Come si inseriscono Lavazza Alteco e l’adesione a LifeGate Café nella filosofia dell’emporio?
Facilmente. Lavazza è un grosso gruppo nel mondo del caffè e inizialmente la clientela lo percepiva distante, lo vedeva con sospetto: perché avere un caffè chiamato Lavazza in un locale che propone solo prodotti di nicchia? In realtà è stato Alteco ad essersi avvicinato alla nostra filosofia: per me è stato importante far capire alle persone che una grande realtà come Lavazza è riuscita a proporre un prodotto di nicchia, biologico e di qualità, inserendosi perfettamente in questa tendenza. Adesso i miei clienti lo apprezzano molto.
Cosa ti aspetti dal progetto LifeGate Café?
Mi aspetto che si possa essere più incisivi nel mondo del caffè, che si possa far capire al consumatore che esistono realtà come Lavazza davvero impegnate ad affrontare problematiche come i cambiamenti climatici, cercando di garantire sempre il benessere delle piantagioni e dei contadini, valorizzando di più il lavoro fatto a monte. Quando sono stato in Brasile, ho visto coi miei occhi cosa succede in piantagione. Lavazza è davvero una promotrice dell’agricoltura sostenibile, cerca di creare una community di contadini consapevoli, che stiano attenti a standard ben precisi. Elimina i trattamenti chimici, garantisce una paga equa per i lavoratori (il processo della raccolta del caffè è lunghissimo, trovo che un euro a tazzina sia davvero troppo poco!). Presta attenzione anche alla biodiversità locale. Credo che lo scopo di LifeGate Cafè e della promozione di Lavazza Alteco debba essere proprio questo: la diffusione della consapevolezza. Io, nel mio piccolo, ci provo.
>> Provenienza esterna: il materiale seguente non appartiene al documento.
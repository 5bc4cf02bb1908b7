//! The archive: root of an exported notes package.

use crate::core::error::{ArchiveError, Result};
use crate::core::folder::Folder;
use crate::core::folder_id::FolderIdentifier;
use crate::core::package::{unique_identifiers, PackageDirectory, PackageNode};
use crate::core::storage;
use crate::core::timestamp::iso8601;
use crate::core::type_identifier::{TypeIdentifier, PACKAGE};
use chrono::{DateTime, Utc};
use serde::{Deserialize, Serialize};
use std::path::Path;

pub const ARCHIVE_CONTENT_TYPE: &str = "com.apple.notes.archive";

/// Format revision written by this crate.
pub const CURRENT_REVISION: u32 = 1;

/// The software that produced an archive.
#[derive(Debug, Clone, Default, PartialEq, Eq, Serialize, Deserialize)]
#[serde(rename_all = "camelCase")]
pub struct Creator {
    #[serde(default, skip_serializing_if = "Option::is_none")]
    pub software_version_name: Option<String>,
    #[serde(default, skip_serializing_if = "Option::is_none")]
    pub software_identifier: Option<String>,
    #[serde(default, skip_serializing_if = "Option::is_none")]
    pub software_version: Option<String>,
}

impl Creator {
    /// Describes this crate.
    pub fn this_crate() -> Self {
        Self {
            software_version_name: Some(env!("CARGO_PKG_VERSION").to_string()),
            software_identifier: Some(env!("CARGO_PKG_NAME").to_string()),
            software_version: Some(env!("CARGO_PKG_VERSION").to_string()),
        }
    }
}

/// The root `info.json` record.
#[derive(Debug, Clone, PartialEq, Serialize, Deserialize)]
#[serde(rename_all = "camelCase")]
pub struct ArchiveMetadata {
    #[serde(default = "Archive::content_type")]
    type_identifier: TypeIdentifier,
    #[serde(default = "current_revision")]
    revision: u32,
    #[serde(with = "iso8601")]
    pub created_at: DateTime<Utc>,
    #[serde(default, skip_serializing_if = "Option::is_none")]
    pub created_by: Option<Creator>,
    /// Derived from [`Archive::folders`] on encode.
    #[serde(default)]
    pub folder_identifiers: Vec<FolderIdentifier>,
}

fn current_revision() -> u32 {
    CURRENT_REVISION
}

impl ArchiveMetadata {
    #[must_use]
    pub fn type_identifier(&self) -> &TypeIdentifier {
        &self.type_identifier
    }

    /// The revision recorded in the package. New archives are always
    /// [`CURRENT_REVISION`].
    #[must_use]
    pub fn revision(&self) -> u32 {
        self.revision
    }
}

impl Default for ArchiveMetadata {
    fn default() -> Self {
        Self {
            type_identifier: Archive::content_type(),
            revision: CURRENT_REVISION,
            created_at: Utc::now(),
            created_by: None,
            folder_identifiers: Vec::new(),
        }
    }
}

/// An exported notes archive and all the folders in it.
///
/// ```no_run
/// use notes_archive_core::{Archive, Folder, Note};
/// use std::path::Path;
///
/// let mut folder = Folder::new("Notes");
/// folder.notes.push(Note::with_text("Groceries"));
///
/// let mut archive = Archive::default();
/// archive.folders.push(folder);
/// archive.write_to(Path::new("Export.notesarchive"))?;
///
/// let reopened = Archive::open(Path::new("Export.notesarchive"))?;
/// assert_eq!(reopened.folders.len(), 1);
/// # Ok::<(), notes_archive_core::ArchiveError>(())
/// ```
#[derive(Debug, Clone, Default, PartialEq)]
pub struct Archive {
    pub metadata: ArchiveMetadata,
    pub folders: Vec<Folder>,
}

impl Archive {
    pub fn new(metadata: ArchiveMetadata, folders: Vec<Folder>) -> Self {
        Self { metadata, folders }
    }

    /// Reads the archive package at `path`.
    ///
    /// # Errors
    ///
    /// Returns [`ArchiveError::InvalidPackage`] if `path` is not a directory or
    /// any container is malformed, [`ArchiveError::InvalidMetadata`] if an
    /// `info.json` does not decode, and [`ArchiveError::Io`] if reading fails.
    pub fn open(path: &Path) -> Result<Self> {
        log::debug!("opening archive at {}", path.display());
        storage::load(path).map_err(|e| match e {
            ArchiveError::InvalidPackage(reason) => {
                ArchiveError::InvalidPackage(format!("{}: {reason}", path.display()))
            }
            other => other,
        })
    }

    /// Writes the archive to `path`, atomically replacing anything there.
    ///
    /// # Errors
    ///
    /// Returns any encode error from the tree, or [`ArchiveError::Io`] if the
    /// package cannot be written. On failure `path` is left as it was.
    pub fn write_to(&self, path: &Path) -> Result<()> {
        log::debug!("writing archive to {}", path.display());
        storage::save(self, path)
    }

    /// Recomputes every derived identifier list in the tree, in place.
    pub fn refresh_identifiers(&mut self) {
        for folder in &mut self.folders {
            folder.refresh_identifiers();
        }
        self.metadata.folder_identifiers = self.folders.iter().map(|f| f.metadata.identifier).collect();
    }
}

impl PackageNode for Archive {
    type Metadata = ArchiveMetadata;

    fn content_type() -> TypeIdentifier {
        TypeIdentifier::imported(ARCHIVE_CONTENT_TYPE, PACKAGE)
    }

    fn metadata(&self) -> &ArchiveMetadata {
        &self.metadata
    }

    fn encode(&self) -> Result<PackageDirectory> {
        let mut metadata = self.metadata.clone();
        metadata.folder_identifiers =
            unique_identifiers("folder", self.folders.iter().map(|f| f.metadata.identifier))?;
        let mut dir = PackageDirectory::with_metadata(&metadata)?;
        dir.encode_children(&self.folders)?;
        Ok(dir)
    }

    fn decode(container: &PackageDirectory) -> Result<Self> {
        Ok(Self {
            metadata: container.metadata()?,
            folders: container.decode_children()?,
        })
    }
}

#[cfg(test)]
mod tests {
    use super::*;
    use crate::core::folder_id::QUICK_NOTES_SENTINEL;
    use crate::core::package::{PackageEntry, METADATA_FILENAME};

    #[test]
    fn test_new_metadata_defaults() {
        let metadata = ArchiveMetadata::default();
        assert_eq!(metadata.revision(), CURRENT_REVISION);
        assert_eq!(metadata.type_identifier().identifier(), ARCHIVE_CONTENT_TYPE);
        assert_eq!(metadata.type_identifier().supertype(), PACKAGE);
    }

    #[test]
    fn test_encode_writes_folder_identifiers() {
        let mut quick = Folder::new("Quick Notes");
        quick.metadata.identifier = FolderIdentifier::QuickNotes;
        let archive = Archive::new(
            ArchiveMetadata {
                created_by: Some(Creator::this_crate()),
                ..ArchiveMetadata::default()
            },
            vec![quick],
        );

        let dir = archive.encode().unwrap();
        assert!(dir.contains("Quick Notes.folder"));
        let value: serde_json::Value = dir.metadata().unwrap();
        assert_eq!(value["revision"], 1);
        assert_eq!(value["folderIdentifiers"], serde_json::json!([QUICK_NOTES_SENTINEL]));
        assert_eq!(value["createdBy"]["softwareIdentifier"], env!("CARGO_PKG_NAME"));
    }

    #[test]
    fn test_decode_keeps_recorded_revision() {
        let json = r#"{"revision":7,"createdAt":"2021-01-01T00:00:00Z","folderIdentifiers":[]}"#;
        let mut dir = PackageDirectory::new();
        dir.insert(METADATA_FILENAME, PackageEntry::File(json.as_bytes().to_vec()))
            .unwrap();
        let archive = Archive::decode(&dir).unwrap();
        assert_eq!(archive.metadata.revision(), 7);
        assert!(archive.folders.is_empty());
    }

    #[test]
    fn test_duplicate_folder_identifiers_fail() {
        let mut first = Folder::new("A");
        first.metadata.identifier = FolderIdentifier::Default;
        let mut second = Folder::new("B");
        second.metadata.identifier = FolderIdentifier::Default;
        let archive = Archive::new(ArchiveMetadata::default(), vec![first, second]);
        let err = archive.encode().unwrap_err();
        assert!(err.is_structural());
        assert!(err.to_string().contains(crate::core::folder_id::DEFAULT_FOLDER_SENTINEL));
    }

    #[test]
    fn test_refresh_identifiers_matches_encoded_lists() {
        let mut archive = Archive::default();
        archive.folders.push(Folder::new("One"));
        archive.folders.push(Folder::new("Two"));
        archive.refresh_identifiers();
        let decoded = Archive::decode(&archive.encode().unwrap()).unwrap();
        assert_eq!(decoded.metadata.folder_identifiers, archive.metadata.folder_identifiers);
    }
}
Lavazza Alteco, buono e “giusto”
Per Sebastiano Marcarini, la scelta di aderire a LifeGate Café non significa solo ricerca estrema della qualità. Vuol dire anche prestare attenzione alle foreste e alla biodiversità. Puntare su rispetto del lavoro e dell’equità sociale. Una scelta perfettamente in linea con la “nuova” clientela: secondo dati dell’Osservatorio nazionale sugli stili di vita sostenibili realizzato da LifeGate ed Eumetra, per esempio, per l’81 per cento degli italiani è importante che un’azienda che si dichiara sostenibile rispetti i diritti dei lavoratori. Mentre per il 73 per cento è importante che usi responsabilmente le risorse. Nella filosofia dell’Emporio Vini e Sapori i prodotti non devono essere solo buoni, ma anche “giusti”. Proprio come Lavazza Alteco.